La terza e ultima. La Arendt sottolinea come, a suo modo di vedere, fin dalla modernità, si sia affermata l’idea per la quale si può conoscere e capire solo ciò che si è fatto da sé. “Applicato all’istruzione – e sono parole sue queste –, ciò significa, in termini primitivi quanto ovvi, che l’imparare viene per quanto possibile sostituito dal fare” e si è tesi a mostrare quasi esclusivamente il processo produttivo della conoscenza. Viviamo cioè un’epoca nella quale non si tende più ad insegnare una conoscenza ma piuttosto ad inculcare una tecnica. Lo scheletro dell’istruzione non è più quello nobile, chiamato a sostenere, oltre che le necessità del corpo, anche le tensioni dello spirito, ma quello concupiscente, geneticamente modificato per diventare macchina produttiva e consumatrice.

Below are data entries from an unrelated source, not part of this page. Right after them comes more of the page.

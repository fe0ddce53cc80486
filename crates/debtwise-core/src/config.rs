//! DebtWise configuration system.

use serde::{Deserialize, Serialize};
use std::path::{Path, PathBuf};

use crate::error::{DebtWiseError, Result};
use crate::types::Similarity;

/// Root configuration.
#[derive(Debug, Clone, Default, Serialize, Deserialize)]
pub struct DebtWiseConfig {
    #[serde(default)]
    pub embedding: EmbeddingConfig,
    #[serde(default)]
    pub llm: LlmConfig,
    #[serde(default)]
    pub store: StoreConfig,
    #[serde(default)]
    pub retrieval: RetrievalConfig,
    #[serde(default)]
    pub chunking: ChunkingConfig,
    #[serde(default)]
    pub rag: RagConfig,
}

impl DebtWiseConfig {
    /// Load config from the default path (~/.debtwise/config.toml).
    pub fn load() -> Result<Self> {
        let path = Self::default_path();
        if path.exists() {
            Self::load_from(&path)
        } else {
            Ok(Self::default())
        }
    }

    /// Load config from a specific path.
    pub fn load_from(path: &Path) -> Result<Self> {
        let content = std::fs::read_to_string(path)
            .map_err(|e| DebtWiseError::Config(format!("Failed to read config: {e}")))?;
        Self::parse(&content)
    }

    pub fn parse(content: &str) -> Result<Self> {
        let config: Self = toml::from_str(content)
            .map_err(|e| DebtWiseError::Config(format!("Failed to parse config: {e}")))?;
        config.validate()?;
        Ok(config)
    }

    /// Save config to the given path, creating parent directories.
    pub fn save_to(&self, path: &Path) -> Result<()> {
        if let Some(parent) = path.parent() {
            std::fs::create_dir_all(parent)?;
        }
        let content = toml::to_string_pretty(self)
            .map_err(|e| DebtWiseError::Config(format!("Failed to serialize config: {e}")))?;
        std::fs::write(path, content)?;
        Ok(())
    }

    fn validate(&self) -> Result<()> {
        if self.retrieval.top_k == 0 {
            return Err(DebtWiseError::Config("retrieval.top_k must be at least 1".into()));
        }
        if self.chunking.chunk_size == 0 {
            return Err(DebtWiseError::Config("chunking.chunk_size must be at least 1".into()));
        }
        if self.chunking.chunk_overlap >= self.chunking.chunk_size {
            return Err(DebtWiseError::Config(format!(
                "chunking.chunk_overlap ({}) must be smaller than chunk_size ({})",
                self.chunking.chunk_overlap, self.chunking.chunk_size
            )));
        }
        for (section, secs) in [
            ("embedding", self.embedding.timeout_secs),
            ("llm", self.llm.timeout_secs),
            ("store", self.store.timeout_secs),
        ] {
            if secs == 0 {
                return Err(DebtWiseError::Config(format!(
                    "{section}.timeout_secs must be at least 1"
                )));
            }
        }
        if !self.rag.prompt_template.contains("{context}")
            || !self.rag.prompt_template.contains("{question}")
        {
            return Err(DebtWiseError::Config(
                "rag.prompt_template needs both {context} and {question}".into(),
            ));
        }
        Ok(())
    }

    /// Get the default config path.
    pub fn default_path() -> PathBuf {
        Self::home_dir().join("config.toml")
    }

    /// Get the DebtWise home directory.
    pub fn home_dir() -> PathBuf {
        dirs::home_dir()
            .unwrap_or_else(|| PathBuf::from("."))
            .join(".debtwise")
    }
}

/// Expand `~` in a configured path.
pub fn expand_path(p: &str) -> PathBuf {
    PathBuf::from(shellexpand::tilde(p).to_string())
}

/// Embedding model configuration.
#[derive(Debug, Clone, Serialize, Deserialize)]
pub struct EmbeddingConfig {
    #[serde(default = "default_embedding_provider")]
    pub provider: String,
    #[serde(default = "default_embedding_model")]
    pub model: String,
    #[serde(default)]
    pub api_key: String,
    #[serde(default)]
    pub endpoint: String,
    /// Expected output length; responses of any other length are rejected.
    #[serde(default, skip_serializing_if = "Option::is_none")]
    pub dimensions: Option<usize>,
    #[serde(default = "default_embedding_timeout")]
    pub timeout_secs: u64,
}

fn default_embedding_provider() -> String { "openai".into() }
fn default_embedding_model() -> String { "text-embedding-3-small".into() }
fn default_embedding_timeout() -> u64 { 30 }

impl Default for EmbeddingConfig {
    fn default() -> Self {
        Self {
            provider: default_embedding_provider(),
            model: default_embedding_model(),
            api_key: String::new(),
            endpoint: String::new(),
            dimensions: None,
            timeout_secs: default_embedding_timeout(),
        }
    }
}

/// Text-generation model configuration.
#[derive(Debug, Clone, Serialize, Deserialize)]
pub struct LlmConfig {
    #[serde(default = "default_llm_provider")]
    pub provider: String,
    #[serde(default = "default_llm_model")]
    pub model: String,
    #[serde(default)]
    pub api_key: String,
    #[serde(default)]
    pub endpoint: String,
    #[serde(default = "default_temperature")]
    pub temperature: f32,
    #[serde(default = "default_max_tokens")]
    pub max_tokens: u32,
    #[serde(default = "default_llm_timeout")]
    pub timeout_secs: u64,
}

fn default_llm_provider() -> String { "groq".into() }
fn default_llm_model() -> String { "deepseek-r1-distill-llama-70b".into() }
fn default_temperature() -> f32 { 0.2 }
fn default_max_tokens() -> u32 { 2048 }
fn default_llm_timeout() -> u64 { 60 }

impl Default for LlmConfig {
    fn default() -> Self {
        Self {
            provider: default_llm_provider(),
            model: default_llm_model(),
            api_key: String::new(),
            endpoint: String::new(),
            temperature: default_temperature(),
            max_tokens: default_max_tokens(),
            timeout_secs: default_llm_timeout(),
        }
    }
}

/// Chunk store configuration.
#[derive(Debug, Clone, Serialize, Deserialize)]
pub struct StoreConfig {
    /// "sqlite" or "memory".
    #[serde(default = "default_store_backend")]
    pub backend: String,
    #[serde(default = "default_store_path")]
    pub path: String,
    #[serde(default = "default_store_timeout")]
    pub timeout_secs: u64,
}

fn default_store_backend() -> String { "sqlite".into() }
fn default_store_path() -> String { "~/.debtwise/knowledge.db".into() }
fn default_store_timeout() -> u64 { 10 }

impl Default for StoreConfig {
    fn default() -> Self {
        Self {
            backend: default_store_backend(),
            path: default_store_path(),
            timeout_secs: default_store_timeout(),
        }
    }
}

#[derive(Debug, Clone, Serialize, Deserialize)]
pub struct RetrievalConfig {
    #[serde(default = "default_top_k")]
    pub top_k: usize,
    #[serde(default)]
    pub similarity: Similarity,
}

fn default_top_k() -> usize { 3 }

impl Default for RetrievalConfig {
    fn default() -> Self {
        Self {
            top_k: default_top_k(),
            similarity: Similarity::default(),
        }
    }
}

#[derive(Debug, Clone, Serialize, Deserialize)]
pub struct ChunkingConfig {
    #[serde(default = "default_chunk_size")]
    pub chunk_size: usize,
    #[serde(default = "default_chunk_overlap")]
    pub chunk_overlap: usize,
}

fn default_chunk_size() -> usize { 1000 }
fn default_chunk_overlap() -> usize { 200 }

impl Default for ChunkingConfig {
    fn default() -> Self {
        Self {
            chunk_size: default_chunk_size(),
            chunk_overlap: default_chunk_overlap(),
        }
    }
}

/// Answer generation configuration.
#[derive(Debug, Clone, Serialize, Deserialize)]
pub struct RagConfig {
    #[serde(default = "default_prompt_template")]
    pub prompt_template: String,
    /// Drop `<think>...</think>` blocks emitted by reasoning models.
    #[serde(default = "bool_true")]
    pub strip_reasoning: bool,
}

fn bool_true() -> bool { true }

pub const DEFAULT_PROMPT_TEMPLATE: &str = "\
You are a debt management advisor. Use the pieces of information provided in the context to answer the user's question.
If you don't know the answer, just say that you don't know, don't try to make up an answer.
Suggest the best way to pay off the debt and how to prioritize repayment of the different debts.
Question: {question}
Context: {context}
Answer:
";

fn default_prompt_template() -> String { DEFAULT_PROMPT_TEMPLATE.into() }

impl Default for RagConfig {
    fn default() -> Self {
        Self {
            prompt_template: default_prompt_template(),
            strip_reasoning: true,
        }
    }
}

Per quanto quest’ultimo nodo concettuale costituisca forse “il” problema dei problemi, l’apice della piramide dei problemi strutturali del nostro sistema-istruzione, il virus che ha colpito chiunque si sia avvicinato a queste dinamiche, finendo per fare innumerevoli vittime sia a sinistra che a destra (su questo punto forse molto più vicine di quanto potrebbe sembrare o potrebbero far credere), come si può accettare un riforma che non è tale, in quanto si limita a togliere fondi a chi ne ha pochi e usati male e a ridarne a chi ne ha già molti e li usa nel pieno rispetto di tale logica, che così male ha fatto e sta facendo alla nostra società? Come si può accettare, socialmente, culturalmente e politicamente, una serie di provvedimenti molto lontani da qualsiasi progetto di università, a meno che non si riduca tale progettualità ad un’idea privatistica, produttiva e manageriale del massimo luogo di formazione che un paese possiede?

D'altronde non sarebbe altro che il passo successivo dell’affermazione di un modello molto chiaro, che ha già inficiato il luogo della deliberazione e della decisione, la politica, e che è pronto per contagiare il luogo dell’assistenza e della solidarietà, la sanità.